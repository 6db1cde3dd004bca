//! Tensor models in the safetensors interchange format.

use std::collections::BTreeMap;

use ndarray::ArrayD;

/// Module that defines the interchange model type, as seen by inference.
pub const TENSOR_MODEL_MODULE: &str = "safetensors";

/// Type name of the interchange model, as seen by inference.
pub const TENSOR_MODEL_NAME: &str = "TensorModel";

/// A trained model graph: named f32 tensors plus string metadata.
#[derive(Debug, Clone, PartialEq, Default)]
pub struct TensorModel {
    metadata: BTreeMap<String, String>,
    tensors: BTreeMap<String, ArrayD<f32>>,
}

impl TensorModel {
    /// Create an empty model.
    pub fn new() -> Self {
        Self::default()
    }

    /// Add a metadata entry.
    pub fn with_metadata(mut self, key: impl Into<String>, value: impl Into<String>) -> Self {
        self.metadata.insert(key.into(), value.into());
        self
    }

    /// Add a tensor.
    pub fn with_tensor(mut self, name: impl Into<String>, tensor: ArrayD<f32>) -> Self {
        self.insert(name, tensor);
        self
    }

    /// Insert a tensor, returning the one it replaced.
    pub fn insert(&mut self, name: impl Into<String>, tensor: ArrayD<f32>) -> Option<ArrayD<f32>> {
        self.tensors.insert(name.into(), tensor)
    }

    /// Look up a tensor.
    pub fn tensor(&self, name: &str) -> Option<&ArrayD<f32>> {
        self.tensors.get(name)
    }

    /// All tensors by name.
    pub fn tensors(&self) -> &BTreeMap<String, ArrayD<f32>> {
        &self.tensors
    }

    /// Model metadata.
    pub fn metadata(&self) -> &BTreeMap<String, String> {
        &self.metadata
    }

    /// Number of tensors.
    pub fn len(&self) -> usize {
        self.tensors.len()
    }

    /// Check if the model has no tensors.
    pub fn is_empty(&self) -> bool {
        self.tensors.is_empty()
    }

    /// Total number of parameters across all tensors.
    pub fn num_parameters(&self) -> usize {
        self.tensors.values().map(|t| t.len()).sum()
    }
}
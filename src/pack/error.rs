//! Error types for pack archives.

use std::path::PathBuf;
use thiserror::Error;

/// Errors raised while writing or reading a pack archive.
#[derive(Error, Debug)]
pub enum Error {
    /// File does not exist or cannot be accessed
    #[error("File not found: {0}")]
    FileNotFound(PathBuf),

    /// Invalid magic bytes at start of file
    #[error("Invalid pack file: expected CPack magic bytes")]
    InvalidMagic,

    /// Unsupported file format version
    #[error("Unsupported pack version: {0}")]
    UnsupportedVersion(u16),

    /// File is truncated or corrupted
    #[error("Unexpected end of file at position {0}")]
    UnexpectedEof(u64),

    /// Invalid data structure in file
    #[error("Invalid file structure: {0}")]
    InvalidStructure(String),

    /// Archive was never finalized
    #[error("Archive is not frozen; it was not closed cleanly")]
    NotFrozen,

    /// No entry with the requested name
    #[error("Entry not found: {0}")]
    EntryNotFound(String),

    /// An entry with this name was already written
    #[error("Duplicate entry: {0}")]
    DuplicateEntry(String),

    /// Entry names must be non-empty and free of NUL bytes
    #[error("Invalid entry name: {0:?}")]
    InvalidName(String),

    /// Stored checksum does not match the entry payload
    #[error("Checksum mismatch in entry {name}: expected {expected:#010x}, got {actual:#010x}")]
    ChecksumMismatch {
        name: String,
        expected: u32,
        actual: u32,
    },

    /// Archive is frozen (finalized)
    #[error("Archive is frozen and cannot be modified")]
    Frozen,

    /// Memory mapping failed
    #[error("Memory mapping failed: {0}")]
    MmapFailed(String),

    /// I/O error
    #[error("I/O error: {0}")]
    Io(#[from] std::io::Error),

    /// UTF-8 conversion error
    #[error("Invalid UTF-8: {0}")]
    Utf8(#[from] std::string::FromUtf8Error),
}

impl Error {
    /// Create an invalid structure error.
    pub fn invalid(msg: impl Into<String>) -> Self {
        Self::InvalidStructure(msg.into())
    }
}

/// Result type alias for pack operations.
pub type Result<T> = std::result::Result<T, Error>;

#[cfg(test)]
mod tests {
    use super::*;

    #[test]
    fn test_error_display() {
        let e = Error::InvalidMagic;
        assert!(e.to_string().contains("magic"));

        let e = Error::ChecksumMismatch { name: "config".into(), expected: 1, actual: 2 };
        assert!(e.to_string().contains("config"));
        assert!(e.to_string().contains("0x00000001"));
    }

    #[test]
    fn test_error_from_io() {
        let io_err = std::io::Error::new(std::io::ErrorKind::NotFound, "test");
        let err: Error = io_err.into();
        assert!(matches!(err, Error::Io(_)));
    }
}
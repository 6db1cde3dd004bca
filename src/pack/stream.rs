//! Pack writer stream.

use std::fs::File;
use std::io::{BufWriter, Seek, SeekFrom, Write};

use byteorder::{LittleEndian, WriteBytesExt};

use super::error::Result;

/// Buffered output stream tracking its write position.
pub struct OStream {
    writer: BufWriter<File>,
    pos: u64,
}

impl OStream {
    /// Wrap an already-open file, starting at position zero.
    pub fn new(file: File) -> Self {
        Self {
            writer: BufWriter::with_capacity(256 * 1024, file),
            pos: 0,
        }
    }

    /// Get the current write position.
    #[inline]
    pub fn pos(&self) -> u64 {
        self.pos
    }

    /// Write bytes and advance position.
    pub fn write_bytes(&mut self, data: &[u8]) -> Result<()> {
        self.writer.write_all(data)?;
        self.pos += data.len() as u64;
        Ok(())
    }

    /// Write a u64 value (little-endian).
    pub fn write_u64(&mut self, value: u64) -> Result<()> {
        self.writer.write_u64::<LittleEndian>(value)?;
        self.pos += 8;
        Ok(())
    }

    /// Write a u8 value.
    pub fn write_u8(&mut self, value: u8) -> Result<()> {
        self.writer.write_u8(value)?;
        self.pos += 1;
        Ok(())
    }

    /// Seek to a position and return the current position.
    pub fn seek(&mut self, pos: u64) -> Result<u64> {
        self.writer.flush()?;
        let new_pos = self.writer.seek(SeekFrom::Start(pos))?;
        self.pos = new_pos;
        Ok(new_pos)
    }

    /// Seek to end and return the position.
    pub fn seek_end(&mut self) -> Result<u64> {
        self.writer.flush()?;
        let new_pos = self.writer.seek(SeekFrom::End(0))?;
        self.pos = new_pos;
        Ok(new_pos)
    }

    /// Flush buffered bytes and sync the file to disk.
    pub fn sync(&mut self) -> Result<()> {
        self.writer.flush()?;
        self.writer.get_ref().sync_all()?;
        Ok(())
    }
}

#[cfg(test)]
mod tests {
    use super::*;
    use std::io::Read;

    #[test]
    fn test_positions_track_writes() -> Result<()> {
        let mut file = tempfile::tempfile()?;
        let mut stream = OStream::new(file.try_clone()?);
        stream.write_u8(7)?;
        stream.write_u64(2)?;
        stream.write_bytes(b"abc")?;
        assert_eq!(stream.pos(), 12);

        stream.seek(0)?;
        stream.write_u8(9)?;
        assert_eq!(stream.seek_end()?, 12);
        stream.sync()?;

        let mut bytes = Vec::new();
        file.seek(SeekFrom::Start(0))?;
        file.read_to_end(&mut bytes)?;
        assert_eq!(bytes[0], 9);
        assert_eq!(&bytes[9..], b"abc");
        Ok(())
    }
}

■ ■ ■ ■ ■

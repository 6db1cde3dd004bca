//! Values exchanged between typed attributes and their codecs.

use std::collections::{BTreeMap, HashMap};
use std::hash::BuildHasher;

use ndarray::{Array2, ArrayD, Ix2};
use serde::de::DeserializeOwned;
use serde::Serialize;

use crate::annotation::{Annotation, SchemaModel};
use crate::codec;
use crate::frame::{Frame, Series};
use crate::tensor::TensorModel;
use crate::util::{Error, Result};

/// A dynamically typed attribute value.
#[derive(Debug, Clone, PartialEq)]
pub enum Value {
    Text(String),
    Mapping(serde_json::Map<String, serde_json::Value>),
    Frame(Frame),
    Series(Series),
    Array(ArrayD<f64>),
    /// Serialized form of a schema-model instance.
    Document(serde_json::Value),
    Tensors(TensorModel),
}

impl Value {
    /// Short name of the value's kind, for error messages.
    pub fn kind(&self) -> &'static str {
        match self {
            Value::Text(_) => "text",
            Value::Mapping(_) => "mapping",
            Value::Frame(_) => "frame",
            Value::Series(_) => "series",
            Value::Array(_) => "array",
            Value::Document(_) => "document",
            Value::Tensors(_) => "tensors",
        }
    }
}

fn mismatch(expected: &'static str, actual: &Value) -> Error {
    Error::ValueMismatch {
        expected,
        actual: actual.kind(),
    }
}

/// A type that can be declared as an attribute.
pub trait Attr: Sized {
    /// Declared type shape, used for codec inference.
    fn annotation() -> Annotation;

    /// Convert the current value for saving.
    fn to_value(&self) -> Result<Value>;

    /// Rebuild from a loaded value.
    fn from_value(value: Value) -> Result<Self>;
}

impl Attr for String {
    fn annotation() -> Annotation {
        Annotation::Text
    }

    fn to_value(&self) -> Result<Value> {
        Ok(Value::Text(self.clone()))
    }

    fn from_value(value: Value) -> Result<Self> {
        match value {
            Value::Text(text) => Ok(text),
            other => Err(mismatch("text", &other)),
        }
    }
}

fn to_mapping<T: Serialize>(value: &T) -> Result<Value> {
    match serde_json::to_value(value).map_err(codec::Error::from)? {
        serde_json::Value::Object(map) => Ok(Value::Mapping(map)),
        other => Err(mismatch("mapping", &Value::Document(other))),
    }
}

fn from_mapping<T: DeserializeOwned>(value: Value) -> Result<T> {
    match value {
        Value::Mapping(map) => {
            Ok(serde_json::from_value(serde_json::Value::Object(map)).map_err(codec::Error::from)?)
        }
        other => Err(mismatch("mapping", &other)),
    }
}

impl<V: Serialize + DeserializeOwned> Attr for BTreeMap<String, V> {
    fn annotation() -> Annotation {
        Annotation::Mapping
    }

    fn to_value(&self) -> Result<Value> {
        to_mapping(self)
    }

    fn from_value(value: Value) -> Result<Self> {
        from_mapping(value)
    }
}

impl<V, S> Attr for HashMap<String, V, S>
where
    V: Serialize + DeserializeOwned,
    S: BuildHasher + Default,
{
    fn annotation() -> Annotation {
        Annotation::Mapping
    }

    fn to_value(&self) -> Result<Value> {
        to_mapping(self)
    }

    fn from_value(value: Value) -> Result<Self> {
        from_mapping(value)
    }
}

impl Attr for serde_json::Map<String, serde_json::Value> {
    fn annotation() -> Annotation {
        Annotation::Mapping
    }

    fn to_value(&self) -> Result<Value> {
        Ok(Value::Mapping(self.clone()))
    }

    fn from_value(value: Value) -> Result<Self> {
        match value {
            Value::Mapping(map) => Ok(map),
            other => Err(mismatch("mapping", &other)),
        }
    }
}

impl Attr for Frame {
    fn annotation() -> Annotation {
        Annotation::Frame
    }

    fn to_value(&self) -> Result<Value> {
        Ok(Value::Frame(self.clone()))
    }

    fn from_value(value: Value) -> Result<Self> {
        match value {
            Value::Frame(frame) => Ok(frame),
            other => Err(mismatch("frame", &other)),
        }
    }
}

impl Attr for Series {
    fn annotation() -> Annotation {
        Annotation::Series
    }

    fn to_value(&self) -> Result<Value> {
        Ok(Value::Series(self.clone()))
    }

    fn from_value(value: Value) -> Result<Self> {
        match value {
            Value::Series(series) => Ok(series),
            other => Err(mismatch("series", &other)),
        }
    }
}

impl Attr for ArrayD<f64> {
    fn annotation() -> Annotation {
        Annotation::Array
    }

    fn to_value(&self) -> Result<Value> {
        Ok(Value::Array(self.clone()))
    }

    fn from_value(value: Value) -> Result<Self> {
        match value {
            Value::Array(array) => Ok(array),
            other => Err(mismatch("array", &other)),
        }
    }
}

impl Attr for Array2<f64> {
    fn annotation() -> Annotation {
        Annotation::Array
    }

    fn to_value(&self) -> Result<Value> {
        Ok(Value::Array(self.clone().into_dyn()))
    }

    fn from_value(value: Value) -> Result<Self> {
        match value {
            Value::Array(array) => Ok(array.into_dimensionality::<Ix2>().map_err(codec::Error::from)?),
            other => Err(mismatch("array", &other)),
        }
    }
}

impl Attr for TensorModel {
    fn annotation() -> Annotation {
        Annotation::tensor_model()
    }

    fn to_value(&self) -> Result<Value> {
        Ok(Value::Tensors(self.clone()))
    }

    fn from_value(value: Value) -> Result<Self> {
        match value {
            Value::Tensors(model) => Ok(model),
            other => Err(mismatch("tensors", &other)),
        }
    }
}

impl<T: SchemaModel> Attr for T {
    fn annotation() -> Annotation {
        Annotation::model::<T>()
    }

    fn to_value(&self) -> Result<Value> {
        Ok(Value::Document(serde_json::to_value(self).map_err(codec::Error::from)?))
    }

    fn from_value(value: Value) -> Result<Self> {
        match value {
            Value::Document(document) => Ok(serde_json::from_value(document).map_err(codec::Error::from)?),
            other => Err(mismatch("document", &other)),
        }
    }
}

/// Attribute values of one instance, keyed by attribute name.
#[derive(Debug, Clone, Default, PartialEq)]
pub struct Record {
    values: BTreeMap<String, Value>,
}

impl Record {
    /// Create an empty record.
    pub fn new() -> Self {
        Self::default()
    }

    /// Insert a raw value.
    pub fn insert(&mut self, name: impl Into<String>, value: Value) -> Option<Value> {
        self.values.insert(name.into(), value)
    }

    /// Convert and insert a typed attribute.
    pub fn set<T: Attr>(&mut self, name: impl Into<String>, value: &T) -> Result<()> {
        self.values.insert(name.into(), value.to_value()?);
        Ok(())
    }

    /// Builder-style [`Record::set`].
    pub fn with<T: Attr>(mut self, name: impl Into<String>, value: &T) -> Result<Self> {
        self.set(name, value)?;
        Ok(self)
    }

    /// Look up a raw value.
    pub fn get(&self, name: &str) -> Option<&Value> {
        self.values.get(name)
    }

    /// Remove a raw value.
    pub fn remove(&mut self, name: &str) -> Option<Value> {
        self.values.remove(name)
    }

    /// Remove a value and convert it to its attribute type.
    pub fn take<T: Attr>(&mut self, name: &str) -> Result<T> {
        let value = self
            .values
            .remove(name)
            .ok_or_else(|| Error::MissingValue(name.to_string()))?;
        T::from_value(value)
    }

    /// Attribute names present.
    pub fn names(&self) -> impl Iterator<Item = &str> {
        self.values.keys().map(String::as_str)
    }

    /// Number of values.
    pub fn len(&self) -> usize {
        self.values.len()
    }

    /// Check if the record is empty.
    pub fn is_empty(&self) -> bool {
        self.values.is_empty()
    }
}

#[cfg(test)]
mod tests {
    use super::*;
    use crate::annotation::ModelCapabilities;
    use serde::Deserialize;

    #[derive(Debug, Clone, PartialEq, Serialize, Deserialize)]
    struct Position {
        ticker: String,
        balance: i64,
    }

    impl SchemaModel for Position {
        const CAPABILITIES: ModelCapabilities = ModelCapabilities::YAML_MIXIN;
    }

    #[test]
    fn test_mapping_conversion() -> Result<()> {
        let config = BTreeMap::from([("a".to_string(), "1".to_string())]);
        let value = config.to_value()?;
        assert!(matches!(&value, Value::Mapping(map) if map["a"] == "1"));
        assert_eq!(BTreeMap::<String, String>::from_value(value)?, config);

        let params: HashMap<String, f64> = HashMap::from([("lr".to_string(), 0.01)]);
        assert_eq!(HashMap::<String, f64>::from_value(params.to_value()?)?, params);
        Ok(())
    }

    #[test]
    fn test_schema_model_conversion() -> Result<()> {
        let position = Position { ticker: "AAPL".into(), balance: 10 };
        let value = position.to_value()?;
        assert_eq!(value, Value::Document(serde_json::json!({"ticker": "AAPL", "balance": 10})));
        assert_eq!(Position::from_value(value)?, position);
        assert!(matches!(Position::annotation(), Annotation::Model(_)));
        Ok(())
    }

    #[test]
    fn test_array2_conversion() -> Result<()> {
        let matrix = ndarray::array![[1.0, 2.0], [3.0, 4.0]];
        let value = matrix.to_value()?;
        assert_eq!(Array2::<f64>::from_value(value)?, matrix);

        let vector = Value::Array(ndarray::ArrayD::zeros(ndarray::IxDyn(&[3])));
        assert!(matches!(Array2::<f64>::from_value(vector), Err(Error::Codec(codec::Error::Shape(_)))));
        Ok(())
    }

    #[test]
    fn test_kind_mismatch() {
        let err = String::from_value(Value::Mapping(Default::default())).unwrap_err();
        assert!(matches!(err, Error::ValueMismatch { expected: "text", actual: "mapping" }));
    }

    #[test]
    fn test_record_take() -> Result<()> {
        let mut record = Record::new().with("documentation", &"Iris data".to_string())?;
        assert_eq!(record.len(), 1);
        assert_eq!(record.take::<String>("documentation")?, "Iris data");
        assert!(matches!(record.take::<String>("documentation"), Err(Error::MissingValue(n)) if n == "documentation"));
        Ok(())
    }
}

■ ■ ■ ■ ■

* _Task instructions_:
All lines above that include the word "filename" must be copied into the answer.

* _Exercise answer_:
filename src/pack/error.rs
filename src/pack/stream.rs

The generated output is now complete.